◆ **WHAT YOU NEED TO DO**
Your task is to find every line in the records that holds the string "bool" and copy it.

◆ **SUPPLIED DATA**
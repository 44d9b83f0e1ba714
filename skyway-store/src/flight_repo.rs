use async_trait::async_trait;
use chrono::{DateTime, Utc};
use sqlx::PgPool;
use std::collections::HashMap;
use uuid::Uuid;

use skyway_core::models::{Flight, Seat};
use skyway_core::repository::FlightRepository;
use skyway_core::search::FlightSearchQuery;
use skyway_core::CoreResult;

use crate::database::db_error;

pub struct PostgresFlightRepository {
    pool: PgPool,
}

impl PostgresFlightRepository {
    pub fn new(pool: PgPool) -> Self {
        Self { pool }
    }

    async fn load_seats(&self, flight_ids: &[Uuid]) -> CoreResult<HashMap<Uuid, Vec<Seat>>> {
        let rows: Vec<SeatRow> = sqlx::query_as(
            r#"
            SELECT flight_id, seat_number, seat_class, is_available
            FROM seats
            WHERE flight_id = ANY($1)
            ORDER BY flight_id, position
            "#,
        )
        .bind(flight_ids)
        .fetch_all(&self.pool)
        .await
        .map_err(db_error)?;

        let mut seats: HashMap<Uuid, Vec<Seat>> = HashMap::new();
        for row in rows {
            seats.entry(row.flight_id).or_default().push(Seat {
                seat_class: row.seat_class.parse()?,
                seat_number: row.seat_number,
                is_available: row.is_available,
            });
        }
        Ok(seats)
    }
}

#[derive(sqlx::FromRow)]
struct FlightRow {
    id: Uuid,
    flight_number: String,
    airline: String,
    origin: String,
    destination: String,
    departure_time: DateTime<Utc>,
    arrival_time: DateTime<Utc>,
    price_amount: i32,
    price_currency: String,
}

impl FlightRow {
    fn into_flight(self, seats: Vec<Seat>) -> Flight {
        Flight {
            id: self.id,
            flight_number: self.flight_number,
            airline: self.airline,
            origin: self.origin,
            destination: self.destination,
            departure_time: self.departure_time,
            arrival_time: self.arrival_time,
            price_amount: self.price_amount,
            price_currency: self.price_currency,
            seats,
        }
    }
}

#[derive(sqlx::FromRow)]
struct SeatRow {
    flight_id: Uuid,
    seat_number: String,
    seat_class: String,
    is_available: bool,
}

/// Escapes LIKE wildcards so user input only matches literally.
fn like_pattern(term: &str) -> String {
    let escaped = term
        .replace('\\', "\\\\")
        .replace('%', "\\%")
        .replace('_', "\\_");
    format!("%{}%", escaped)
}

#[async_trait]
impl FlightRepository for PostgresFlightRepository {
    async fn create_flight(&self, flight: &Flight) -> CoreResult<()> {
        let mut tx = self.pool.begin().await.map_err(db_error)?;

        sqlx::query(
            r#"
            INSERT INTO flights (id, flight_number, airline, origin, destination, departure_time, arrival_time, price_amount, price_currency)
            VALUES ($1, $2, $3, $4, $5, $6, $7, $8, $9)
            "#,
        )
        .bind(flight.id)
        .bind(&flight.flight_number)
        .bind(&flight.airline)
        .bind(&flight.origin)
        .bind(&flight.destination)
        .bind(flight.departure_time)
        .bind(flight.arrival_time)
        .bind(flight.price_amount)
        .bind(&flight.price_currency)
        .execute(&mut *tx)
        .await
        .map_err(db_error)?;

        for (position, seat) in flight.seats.iter().enumerate() {
            sqlx::query(
                r#"
                INSERT INTO seats (flight_id, seat_number, seat_class, is_available, position)
                VALUES ($1, $2, $3, $4, $5)
                "#,
            )
            .bind(flight.id)
            .bind(&seat.seat_number)
            .bind(seat.seat_class.as_str())
            .bind(seat.is_available)
            .bind(position as i32)
            .execute(&mut *tx)
            .await
            .map_err(db_error)?;
        }

        tx.commit().await.map_err(db_error)?;
        Ok(())
    }

    async fn get_flight(&self, id: Uuid) -> CoreResult<Option<Flight>> {
        let row: Option<FlightRow> = sqlx::query_as(
            r#"
            SELECT id, flight_number, airline, origin, destination, departure_time, arrival_time, price_amount, price_currency
            FROM flights
            WHERE id = $1
            "#,
        )
        .bind(id)
        .fetch_optional(&self.pool)
        .await
        .map_err(db_error)?;

        let Some(row) = row else {
            return Ok(None);
        };

        let mut seats = self.load_seats(&[id]).await?;
        Ok(Some(row.into_flight(seats.remove(&id).unwrap_or_default())))
    }

    async fn search_flights(&self, query: &FlightSearchQuery) -> CoreResult<Vec<Flight>> {
        let origin = query.origin.as_deref().map(like_pattern);
        let destination = query.destination.as_deref().map(like_pattern);

        let rows: Vec<FlightRow> = sqlx::query_as(
            r#"
            SELECT id, flight_number, airline, origin, destination, departure_time, arrival_time, price_amount, price_currency
            FROM flights
            WHERE ($1::TEXT IS NULL OR origin ILIKE $1)
              AND ($2::TEXT IS NULL OR destination ILIKE $2)
              AND ($3::DATE IS NULL OR (departure_time AT TIME ZONE 'UTC')::DATE = $3)
            ORDER BY departure_time
            "#,
        )
        .bind(origin)
        .bind(destination)
        .bind(query.date)
        .fetch_all(&self.pool)
        .await
        .map_err(db_error)?;

        let ids: Vec<Uuid> = rows.iter().map(|r| r.id).collect();
        let mut seats = self.load_seats(&ids).await?;

        Ok(rows
            .into_iter()
            .map(|row| {
                let flight_seats = seats.remove(&row.id).unwrap_or_default();
                row.into_flight(flight_seats)
            })
            .collect())
    }
}

#[cfg(test)]
mod tests {
    use super::*;

    #[test]
    fn test_like_pattern_escapes_wildcards() {
        assert_eq!(like_pattern("jfk"), "%jfk%");
        assert_eq!(like_pattern("50%_off"), "%50\\%\\_off%");
    }
}
pub mod access;
pub mod booking;
pub mod identity;
pub mod models;
pub mod payment;
pub mod repository;
pub mod search;

#[derive(Debug, thiserror::Error)]
pub enum CoreError {
    #[error("Validation failed: {0}")]
    ValidationError(String),
    #[error("Not found: {0}")]
    NotFound(String),
    #[error("Conflict: {0}")]
    Conflict(String),
    #[error("Authentication failed: {0}")]
    Unauthorized(String),
    #[error("Permission denied: {0}")]
    Forbidden(String),
    #[error("Payment declined: {0}")]
    PaymentDeclined(String),
    #[error("Internal service error: {0}")]
    InternalError(String),
}

pub type CoreResult<T> = Result<T, CoreError>;

impl CoreError {
    /// Wraps a backend failure (database, cache, broker) as an internal error.
    pub fn internal<E: std::fmt::Display>(err: E) -> Self {
        CoreError::InternalError(err.to_string())
    }
}
use chrono::Utc;
use serde::Deserialize;
use skyway_shared::pii::Masked;
use uuid::Uuid;

use crate::models::{Role, User};
use crate::{CoreError, CoreResult};

pub const MIN_PASSWORD_LEN: usize = 6;

#[derive(Debug, Clone, Deserialize)]
pub struct Registration {
    pub name: String,
    pub email: Masked<String>,
    pub password: Masked<String>,
}

#[derive(Debug, Clone, Deserialize)]
pub struct Credentials {
    pub email: Masked<String>,
    pub password: Masked<String>,
}

/// Emails are unique case-insensitively.
pub fn normalize_email(email: &str) -> String {
    email.trim().to_lowercase()
}

impl Registration {
    pub fn validate(&self) -> CoreResult<()> {
        if self.name.trim().is_empty() {
            return Err(CoreError::ValidationError("Missing or empty field: name".to_string()));
        }
        let email = normalize_email(self.email.expose());
        if email.is_empty() {
            return Err(CoreError::ValidationError("Missing or empty field: email".to_string()));
        }
        match email.split_once('@') {
            Some((local, domain)) if !local.is_empty() && !domain.is_empty() => {}
            _ => return Err(CoreError::ValidationError("Invalid email address".to_string())),
        }
        if self.password.expose().trim().is_empty() {
            return Err(CoreError::ValidationError("Missing or empty field: password".to_string()));
        }
        if self.password.expose().chars().count() < MIN_PASSWORD_LEN {
            return Err(CoreError::ValidationError(format!(
                "Password must be at least {} characters",
                MIN_PASSWORD_LEN
            )));
        }
        Ok(())
    }

    /// Validates and hashes into a new account. bcrypt is CPU bound; callers on
    /// an async runtime should run this on a blocking thread.
    pub fn into_user(self, role: Role, bcrypt_cost: u32) -> CoreResult<User> {
        self.validate()?;
        let password_hash = hash_password(self.password.expose(), bcrypt_cost)?;
        Ok(User {
            id: Uuid::new_v4(),
            name: self.name.trim().to_string(),
            email: normalize_email(self.email.expose()),
            password_hash,
            role,
            created_at: Utc::now(),
        })
    }
}

pub fn hash_password(password: &str, cost: u32) -> CoreResult<String> {
    bcrypt::hash(password, cost).map_err(CoreError::internal)
}

/// A malformed stored hash counts as a mismatch.
pub fn verify_password(password: &str, password_hash: &str) -> bool {
    bcrypt::verify(password, password_hash).unwrap_or(false)
}

#[cfg(test)]
mod tests {
    use super::*;

    fn registration(name: &str, email: &str, password: &str) -> Registration {
        Registration {
            name: name.to_string(),
            email: Masked::new(email.to_string()),
            password: Masked::new(password.to_string()),
        }
    }

    #[test]
    fn test_registration_validation() {
        assert!(registration("Jane", "jane@example.com", "secret1").validate().is_ok());
        assert!(registration(" ", "jane@example.com", "secret1").validate().is_err());
        assert!(registration("Jane", "", "secret1").validate().is_err());
        assert!(registration("Jane", "not-an-email", "secret1").validate().is_err());
        assert!(registration("Jane", "jane@example.com", "").validate().is_err());
        assert!(registration("Jane", "jane@example.com", "short").validate().is_err());
    }

    #[test]
    fn test_into_user_normalizes_and_hashes() {
        let user = registration(" Jane ", "  Jane@Example.COM ", "secret1")
            .into_user(Role::Customer, 4)
            .unwrap();
        assert_eq!(user.name, "Jane");
        assert_eq!(user.email, "jane@example.com");
        assert_ne!(user.password_hash, "secret1");
        assert!(verify_password("secret1", &user.password_hash));
        assert!(!verify_password("secret2", &user.password_hash));
    }

    #[test]
    fn test_garbage_hash_never_verifies() {
        assert!(!verify_password("secret1", "not-a-bcrypt-hash"));
    }
}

◆ **PROBLEM SOLUTION**
    is_available: bool,
pub fn verify_password(password: &str, password_hash: &str) -> bool {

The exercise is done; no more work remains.